Elle, Dominique Dussidour, ne fait pas le guet, parce qu’elle n’a pas envie de rester sur place et immobile, il lui faut au contraire garder la liberté d’aller un peu partout, elle est très libre, et le parcours qu’elle suit est comme elle, gourmand, le passé, le présent, ce qui se voit de l’extérieur et même les endroits inconnus qu’on sait déceler, mais qu’on ne sait pas toujours nommer. Elle observe les fils enchevêtrés pour nous, avec nous, sans autoritarisme, avec le même genre de curiosité qu’a une Agnès Varda, une volonté de voir comment les choses se déplacent, s’articulent, se chevauchent, disparaissent tout en se créant.

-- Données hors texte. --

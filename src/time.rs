//! Millisecond epoch timestamps used throughout the wire protocol.

use std::time::{SystemTime, UNIX_EPOCH};

/// Current time as milliseconds since the Unix epoch.
///
/// Saturates to `i64::MAX` rather than panicking on a clock set absurdly far
/// in the future; never returns a negative value for a sane system clock.
pub fn now_millis() -> i64 {
    let dur = SystemTime::now()
        .duration_since(UNIX_EPOCH)
        .unwrap_or_default();
    i64::try_from(dur.as_millis()).unwrap_or(i64::MAX)
}
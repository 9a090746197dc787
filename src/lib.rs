pub mod crypto;
pub mod facts;
pub mod frame;
pub mod hub;
pub mod message;
pub mod session;
pub mod time;
pub mod transport;
pub mod varint;
pub mod vm;

pub use crypto::{CryptoError, Keypair, SigAlg, TrustRoot};
pub use facts::SystemFacts;
pub use frame::{FrameError, Packet};
pub use message::{Message, MessageError};
pub use session::{Session, SessionError};
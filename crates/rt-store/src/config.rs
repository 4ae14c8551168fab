//! Selecting and opening a store.

use std::path::PathBuf;

use crate::error::{StoreError, StoreResult};
use crate::file::FileStore;
use crate::kv::KvStore;
use crate::store::Backingstore;

/// Which storage backend to use.
#[derive(Debug, Clone, Copy, PartialEq, Eq, Default)]
pub enum Backend {
    /// One JSON file per table in a directory.
    #[default]
    File,
    /// An embedded key-value database file.
    Kv,
}

impl Backend {
    /// Where this backend keeps its data unless told otherwise.
    pub fn default_location(self) -> PathBuf {
        match self {
            Self::File => PathBuf::from("tables"),
            Self::Kv => PathBuf::from("tables.redb"),
        }
    }
}

impl std::str::FromStr for Backend {
    type Err = StoreError;

    fn from_str(s: &str) -> Result<Self, Self::Err> {
        match s.trim().to_lowercase().as_str() {
            "file" | "json" => Ok(Self::File),
            "kv" | "redb" => Ok(Self::Kv),
            _ => Err(StoreError::UnknownBackend(s.to_string())),
        }
    }
}

impl std::fmt::Display for Backend {
    fn fmt(&self, f: &mut std::fmt::Formatter<'_>) -> std::fmt::Result {
        match self {
            Self::File => write!(f, "file"),
            Self::Kv => write!(f, "kv"),
        }
    }
}

/// Configuration for opening a store.
#[derive(Debug, Clone)]
pub struct StoreConfig {
    /// The backend to use.
    pub backend: Backend,
    /// Directory (file backend) or database file (kv backend).
    pub location: PathBuf,
}

impl Default for StoreConfig {
    fn default() -> Self {
        Self::new(Backend::default())
    }
}

impl StoreConfig {
    /// Configuration for `backend` at its default location.
    pub fn new(backend: Backend) -> Self {
        Self {
            backend,
            location: backend.default_location(),
        }
    }

    /// Set the location.
    pub fn with_location(mut self, location: impl Into<PathBuf>) -> Self {
        self.location = location.into();
        self
    }
}

/// Open the store described by `config`.
pub fn open_store(config: &StoreConfig) -> StoreResult<Box<dyn Backingstore>> {
    Ok(match config.backend {
        Backend::File => Box::new(FileStore::open(&config.location)?),
        Backend::Kv => Box::new(KvStore::open(&config.location)?),
    })
}
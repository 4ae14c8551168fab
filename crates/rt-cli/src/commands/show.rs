use colored::Colorize;

use super::{Context, grid};

pub fn run(ctx: &Context, name: &str) -> Result<(), String> {
    let store = ctx.open_store()?;
    let table = store.get_table(name).map_err(|e| format!("{e}"))?;
    let meta = &table.meta;

    let title = if meta.title.is_empty() {
        &meta.name
    } else {
        &meta.title
    };
    println!("  {}", title.bold());
    if !meta.flavor_text.is_empty() {
        println!("  {}", meta.flavor_text.dimmed());
    }
    if !meta.campaign.is_empty() {
        println!("  {} {}", "Campaign:".dimmed(), meta.campaign);
    }
    if meta.rollable_table {
        println!("  {} {}", "Roll:".dimmed(), meta.roll_expression);
    }
    println!();
    println!("{}", grid(&table.records()));

    Ok(())
}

Il y a un groupe d’amis et d’amies, il y a des conditions atmosphériques, un été là, de la pluie plus loin, une rivière où se baigner, un appartement à l’étage, un vieil homme qui a fait le tour de sa vie, et la vie capturée dans des dessins d’enfants.

La nuit est un moment spécial où toutes les choses se rejoignent, c’est l’endroit préféré des plantes-lianes, car ce qui semble être dû au hasard, ces petits détails accumulés, ces vestiges du jour trouvent de quoi s’agglomérer ensemble pour former un tout. Un vrai tout, c’est-à-dire un tout en expansion, non limité à ses bordures. Un tout poreux, comme les pierres blanches que l’on ramasse sur les plages, mangées de trous.

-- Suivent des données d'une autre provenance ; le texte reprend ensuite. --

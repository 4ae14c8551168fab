//! Table expressions: `?npc`, `2?npc`, `uni:3?npc`, `4#npc`.
//!
//! ```text
//! expression := ["uni:"] [digits] ("?" | "#") name
//! name       := [A-Za-z0-9_.-]+
//! ```
//!
//! `?` asks for random rows (count defaults to 1), `#` asks for the row
//! matching a specific roll. The `uni:` prefix makes random rows distinct.

use crate::error::{TableError, TableResult};

const UNIQUE_PREFIX: &str = "uni:";

/// What a table expression asks for.
#[derive(Debug, Clone, Copy, PartialEq, Eq)]
pub enum Request {
    /// `n?table`: `count` random rows, distinct if `unique`.
    Random {
        /// Number of rows wanted.
        count: u32,
        /// Reject rows that were already drawn.
        unique: bool,
    },
    /// `n#table`: the row matching roll `row`.
    Exact {
        /// The roll value to look up.
        row: i64,
    },
}

/// A parsed table expression.
#[derive(Debug, Clone, PartialEq, Eq)]
pub struct TableQuery {
    /// Name of the table the expression targets.
    pub table: String,
    /// The rows requested.
    pub request: Request,
}

impl TableQuery {
    /// Parse a table expression.
    pub fn parse(input: &str) -> TableResult<Self> {
        let invalid = || TableError::InvalidExpression(input.to_string());

        let (unique, rest) = match input.strip_prefix(UNIQUE_PREFIX) {
            Some(rest) => (true, rest),
            None => (false, input),
        };

        let digits_end = rest
            .find(|c: char| !c.is_ascii_digit())
            .ok_or_else(invalid)?;
        let (digits, rest) = rest.split_at(digits_end);

        let mut chars = rest.chars();
        let operator = chars.next().ok_or_else(invalid)?;
        let table = chars.as_str();
        if table.is_empty() || !table.chars().all(is_name_char) {
            return Err(invalid());
        }

        let request = match operator {
            '?' => {
                let count = if digits.is_empty() {
                    1
                } else {
                    digits.parse::<u32>().map_err(|_| invalid())?.max(1)
                };
                Request::Random { count, unique }
            }
            '#' => {
                // an out-of-range row number counts as no row number
                let row = digits.parse::<i64>().unwrap_or(0);
                if row == 0 {
                    return Err(TableError::MissingRowNumber(input.to_string()));
                }
                Request::Exact { row }
            }
            _ => return Err(invalid()),
        };

        Ok(Self {
            table: table.to_string(),
            request,
        })
    }
}

fn is_name_char(c: char) -> bool {
    c.is_ascii_alphanumeric() || matches!(c, '_' | '.' | '-')
}

impl std::str::FromStr for TableQuery {
    type Err = TableError;

    fn from_str(s: &str) -> Result<Self, Self::Err> {
        Self::parse(s)
    }
}

impl std::fmt::Display for TableQuery {
    fn fmt(&self, f: &mut std::fmt::Formatter<'_>) -> std::fmt::Result {
        match self.request {
            Request::Random { count, unique } => {
                let prefix = if unique { UNIQUE_PREFIX } else { "" };
                write!(f, "{prefix}{count}?{}", self.table)
            }
            Request::Exact { row } => write!(f, "{row}#{}", self.table),
        }
    }
}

Il y a Lola, il y a Gabrielle, il y a Honoré, il y a une exposition de films et de photos, des adolescents en révolte ou simplement en recherche de quelque chose, de quoi on ne sait pas, mais cela flotte constamment, ce désir de trouver ce « quoi » que l’on cherche et qui ne finit pas avec l’âge. C’est la vie. Et comme la vue de Dominique Dussidour est panoramique, elle n’oublie pas, dans la vie qu’elle raconte, de placer les creux, les absences, les impossibilités, les empêchements, ces petits trous dans la pierre.

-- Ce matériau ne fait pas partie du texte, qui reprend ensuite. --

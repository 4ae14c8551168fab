//! A store backed by an embedded `redb` key-value database.

use std::fs;
use std::path::{Path, PathBuf};

use redb::{Database, ReadableTable, TableDefinition};
use rt_core::{Meta, Table};
use serde::Deserialize;
use tracing::debug;

use crate::error::{StoreError, StoreResult};
use crate::store::Backingstore;

/// Table name → JSON-encoded table.
const TABLES: TableDefinition<&str, &[u8]> = TableDefinition::new("tables");

/// Decodes only the metadata of a stored table.
#[derive(Deserialize)]
struct StoredMeta {
    meta: Meta,
}

/// Tables stored in a single database file.
///
/// Writes run in serialized transactions; reads see a consistent snapshot.
pub struct KvStore {
    db: Database,
    path: PathBuf,
}

impl KvStore {
    /// Open the database at `path`, creating it (and its directory) if needed.
    pub fn open(path: impl Into<PathBuf>) -> StoreResult<Self> {
        let path = path.into();
        if let Some(parent) = path.parent().filter(|p| !p.as_os_str().is_empty()) {
            fs::create_dir_all(parent).map_err(StoreError::io(parent))?;
        }

        let db = Database::create(&path)?;
        let write_txn = db.begin_write()?;
        write_txn.open_table(TABLES)?;
        write_txn.commit()?;

        debug!(path = %path.display(), "opened kv store");
        Ok(Self { db, path })
    }

    /// The database file.
    pub fn path(&self) -> &Path {
        &self.path
    }
}

impl Backingstore for KvStore {
    fn save_table(&self, table: &Table) -> StoreResult<()> {
        if table.meta.name.is_empty() {
            return Err(StoreError::TableInvalid);
        }
        let encoded = serde_json::to_vec(table)?;

        let write_txn = self.db.begin_write()?;
        {
            let mut tables = write_txn.open_table(TABLES)?;
            tables.insert(table.meta.name.as_str(), encoded.as_slice())?;
        }
        write_txn.commit()?;

        debug!(name = %table.meta.name, "saved table");
        Ok(())
    }

    fn get_table(&self, name: &str) -> StoreResult<Table> {
        let read_txn = self.db.begin_read()?;
        let tables = read_txn.open_table(TABLES)?;
        let table = match tables.get(name)? {
            Some(value) => serde_json::from_slice(value.value())?,
            None => return Err(StoreError::TableDoesNotExist(name.to_string())),
        };
        Ok(table)
    }

    fn delete_table(&self, name: &str) -> StoreResult<()> {
        let write_txn = self.db.begin_write()?;
        let removed = {
            let mut tables = write_txn.open_table(TABLES)?;
            tables.remove(name)?.is_some()
        };
        if !removed {
            write_txn.abort()?;
            return Err(StoreError::TableDoesNotExist(name.to_string()));
        }
        write_txn.commit()?;

        debug!(name, "deleted table");
        Ok(())
    }

    fn list_tables(&self) -> StoreResult<Vec<String>> {
        let read_txn = self.db.begin_read()?;
        let tables = read_txn.open_table(TABLES)?;

        let mut listing = Vec::new();
        for entry in tables.iter()? {
            let (_, value) = entry?;
            let stored: StoredMeta = serde_json::from_slice(value.value())?;
            listing.push(stored.meta.summary());
        }
        listing.sort();
        Ok(listing)
    }
}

Ce n’est pas une vue mélancolique, nostalgique du temps qui, en passant, malaxe les vies de Jacques, de Léo et des autres.

Il y a une grande sérénité. Les choses graves sont acceptées, telles que. À la même échelle que les petites merveilles dessinées au crayon de couleur par les petites mains de Gabrielle enfant. Tout est grave, tout compte, tout est léger, ne pèse pas plus qu’une plume, et tout est lourd, marqué à jamais en creux.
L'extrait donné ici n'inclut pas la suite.